Ci sono Eccellenze museali multimediali come il Museo del Cinema e la Reggia di Venaria a Torino, o il Galata Museo del Mare a Genova che andrebbero copiate e riproposte altrove. Dovrebbero farlo a Caserta per la Reggia dei Borbone, ad Agrigento nella Valle dei Templi, a Pompei negli scavi archeologici, a Reggio Calabria per i Bronzi di Riace.

Anche il FAI (Fondo Ambiente Italiano) si è mosso in questo senso con un questionario online che evidenzia le criticità della cultura e del turismo, due temi che dovrebbero camminare assieme e promuovere in tutto il mondo il ‘marchio Italia’, tenendo conto che tale comparto comprende la cultura, il paesaggio, l’ambiente.


Il Fai giustamente punta il dito sul titolo V della Costituzione e sulla frammentarietà delle politiche in materia di turismo. Perché andiamo indietro come presenza nel turismo quando abbiamo il paese più bello del mondo (?), si legge nel sottotitolo al tema numero 13 delle primarie della Cultura. Ha fatto bene l’Italia ad abolire il ministero per il Turismo attribuendo competenze in materia alle regioni?

Perchè con la cultura si può vivere, ma i politici ancora non l’hanno capito! Bisogna aumentare gli stanziamenti pubblici al mantenimento del patrimonio storico e artistico ed alle attività culturali in linea con quanto avviene nei maggiori paesi europei per favorire il conseguente turismo culturale che ne deriva.

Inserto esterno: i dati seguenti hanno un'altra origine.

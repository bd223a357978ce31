//! Unified error type.

use thiserror::Error;

/// The error type returned by shroud's fallible operations.
///
/// Every variant is a startup failure. Per-request problems (an unreachable
/// backend, a timeout) are expressed as HTTP [`Response`](crate::Response)
/// values produced by the pipeline, never as `Error`s.
#[derive(Debug, Error)]
pub enum Error {
    /// Binding the listener or accepting a connection failed.
    #[error("io: {0}")]
    Io(#[from] std::io::Error),

    /// The backend root URL could not be used as a proxy target.
    #[error("invalid backend url `{url}`: {reason}")]
    Backend { url: String, reason: String },

    /// The query augmentation string is malformed.
    ///
    /// The offending string is deliberately absent: it usually carries an
    /// API key.
    #[error("invalid query augmentation: {0}")]
    Augment(String),

    /// An environment value is missing or does not parse.
    #[error("invalid value for {var}: {reason}")]
    Config { var: &'static str, reason: String },
}

impl Error {
    pub(crate) fn backend(url: &str, reason: impl Into<String>) -> Self {
        Self::Backend { url: url.to_owned(), reason: reason.into() }
    }
}
//! Forwarding to the backend.
//!
//! The forwarder is the innermost [`Handler`]: it points the request at the
//! [`BackendTarget`], sends it over a pooled connection and relays whatever
//! comes back. Bodies are streamed in both directions.
//!
//! Failure stays local to the request. A refused connection, a reset, or a
//! backend that does not answer in time becomes `502 Bad Gateway` for that
//! caller only. Nothing is retried.

use std::sync::Arc;
use std::time::Duration;

use http::header::{self, HeaderMap, HeaderName, HeaderValue};
use http::Version;
use http_body_util::BodyExt;
use hyper_util::client::legacy::connect::HttpConnector;
use hyper_util::client::legacy::Client;
use hyper_util::rt::TokioExecutor;
use tracing::{debug, warn};

use crate::handler::{BoxFuture, Handler};
use crate::request::{RemoteAddr, Request};
use crate::response::{self, Body, Response};
use crate::target::BackendTarget;

/// Default time allowed for the backend's response head to arrive.
pub const DEFAULT_TIMEOUT: Duration = Duration::from_secs(30);

const X_FORWARDED_FOR: HeaderName = HeaderName::from_static("x-forwarded-for");
const KEEP_ALIVE: HeaderName = HeaderName::from_static("keep-alive");
const PROXY_CONNECTION: HeaderName = HeaderName::from_static("proxy-connection");

/// Headers that describe a single connection and must not cross the proxy.
const HOP_BY_HOP: [HeaderName; 9] = [
    header::CONNECTION,
    KEEP_ALIVE,
    PROXY_CONNECTION,
    header::PROXY_AUTHENTICATE,
    header::PROXY_AUTHORIZATION,
    header::TE,
    header::TRAILER,
    header::TRANSFER_ENCODING,
    header::UPGRADE,
];

/// Sends requests to the single backend and relays the answers.
pub struct Forwarder {
    target: Arc<BackendTarget>,
    client: Client<HttpConnector, Body>,
    timeout: Duration,
}

impl Forwarder {
    pub fn new(target: Arc<BackendTarget>) -> Self {
        // The client is a cheap handle around a shared, internally
        // synchronised pool; every request clones it.
        let client = Client::builder(TokioExecutor::new()).build(HttpConnector::new());
        Self { target, client, timeout: DEFAULT_TIMEOUT }
    }

    /// Sets how long to wait for the backend's status line and headers.
    /// The body that follows is not bounded.
    pub fn timeout(mut self, timeout: Duration) -> Self {
        self.timeout = timeout;
        self
    }
}

impl Handler for Forwarder {
    fn call(&self, req: Request) -> BoxFuture {
        let client = self.client.clone();
        let target = Arc::clone(&self.target);
        let timeout = self.timeout;
        Box::pin(async move { forward(client, &target, timeout, req).await })
    }
}

async fn forward(
    client: Client<HttpConnector, Body>,
    target: &BackendTarget,
    timeout: Duration,
    req: Request,
) -> Response {
    let (mut parts, body) = req.into_parts();

    let uri = match target.rewrite_uri(&parts.uri) {
        Ok(uri) => uri,
        Err(e) => {
            warn!(path = %parts.uri.path(), error = %e, "cannot map request onto backend");
            return response::bad_gateway();
        }
    };

    strip_hop_by_hop(&mut parts.headers);
    if let Some(RemoteAddr(addr)) = parts.extensions.get::<RemoteAddr>() {
        append_forwarded_for(&mut parts.headers, addr.ip());
    }

    let method = parts.method.clone();
    parts.uri = uri;
    // The backend connection speaks HTTP/1.1 whatever the caller negotiated.
    parts.version = Version::HTTP_11;

    debug!(%method, uri = %parts.uri, "forwarding");

    let outbound = http::Request::from_parts(parts, body);
    let res = match tokio::time::timeout(timeout, client.request(outbound)).await {
        Ok(Ok(res)) => res,
        Ok(Err(e)) => {
            warn!(%method, backend = %target.authority(), error = %e, "upstream request failed");
            return response::bad_gateway();
        }
        Err(_) => {
            warn!(%method, backend = %target.authority(), ?timeout, "upstream timed out");
            return response::bad_gateway();
        }
    };

    debug!(%method, status = %res.status(), "upstream responded");

    let (mut parts, body) = res.into_parts();
    strip_hop_by_hop(&mut parts.headers);
    http::Response::from_parts(parts, body.boxed_unsync())
}

/// Removes hop-by-hop headers, including any the `Connection` header names.
fn strip_hop_by_hop(headers: &mut HeaderMap) {
    let named: Vec<HeaderName> = headers
        .get_all(header::CONNECTION)
        .iter()
        .filter_map(|v| v.to_str().ok())
        .flat_map(|v| v.split(','))
        .filter_map(|name| HeaderName::from_bytes(name.trim().as_bytes()).ok())
        .collect();

    for name in named.iter().chain(HOP_BY_HOP.iter()) {
        headers.remove(name);
    }
}

/// Appends `ip` to the `X-Forwarded-For` chain, folding every prior
/// occurrence of the header into one value.
fn append_forwarded_for(headers: &mut HeaderMap, ip: std::net::IpAddr) {
    let mut chain: Vec<String> = headers
        .get_all(&X_FORWARDED_FOR)
        .iter()
        .filter_map(|v| v.to_str().ok())
        .map(str::trim)
        .filter(|v| !v.is_empty())
        .map(str::to_owned)
        .collect();
    chain.push(ip.to_string());

    if let Ok(value) = HeaderValue::from_str(&chain.join(", ")) {
        headers.insert(X_FORWARDED_FOR, value);
    }
}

L’industria culturale italiana ha superato i 68 miliardi di euro, pari al 4,9% del valore aggiunto prodotto complessivamente dalla nostra economia (2010) ed il suo contributo al PIL è oggi stimato al 4,5%. Nel 2010 era quasi il 7%.Gli occupanti nelle attività culturali sono 585.000. A fronte di questo gli stanziamenti per i beni culturali in Italia sono solo un misero 0,19% contro l’1 circa della Francia e l’1,20 dell’Inghilterra. E’ quindi necessaria una programmazione coordinata a medio termine tra ministero dello Sviluppo, del Turismo e dei Beni culturali insieme agli enti locali che riporti il nostro Paese tra i primi in numero di visitatori.


Per attuare questa politica di marketing nazionale occorre adeguare le infrastrutture, dare sostegno alla cultura e ai beni culturali, attuare quella promozione che l’Enit non ha saputo fare da decenni, creare un grande progetto per il rilancio del nostro turismo culturale anche creando una importante informatizzazione che concentri le principali azioni di promozione turistica. Dopo anni di difficoltà per il mercato del turismo registrato tra il 2009 ed il 2010, nell’ultimo anno 2011 si è avuto un andamento positivo con un incremento del 4,4% rispetto al 2010 nel mondo, del 5,8% in Europa e del 5,4% in Italia con una spesa dei turisti stranieri nel nostro Paese aumentata nel 2011 del ben 5,3%.


Ora gli schieramenti politici al di là di enunciare dei programmi più o meno generici devono avere la volontà di utilizzare al meglio questa grande risorsa e dichiarare chi intendono candidare come Ministro del Turismo.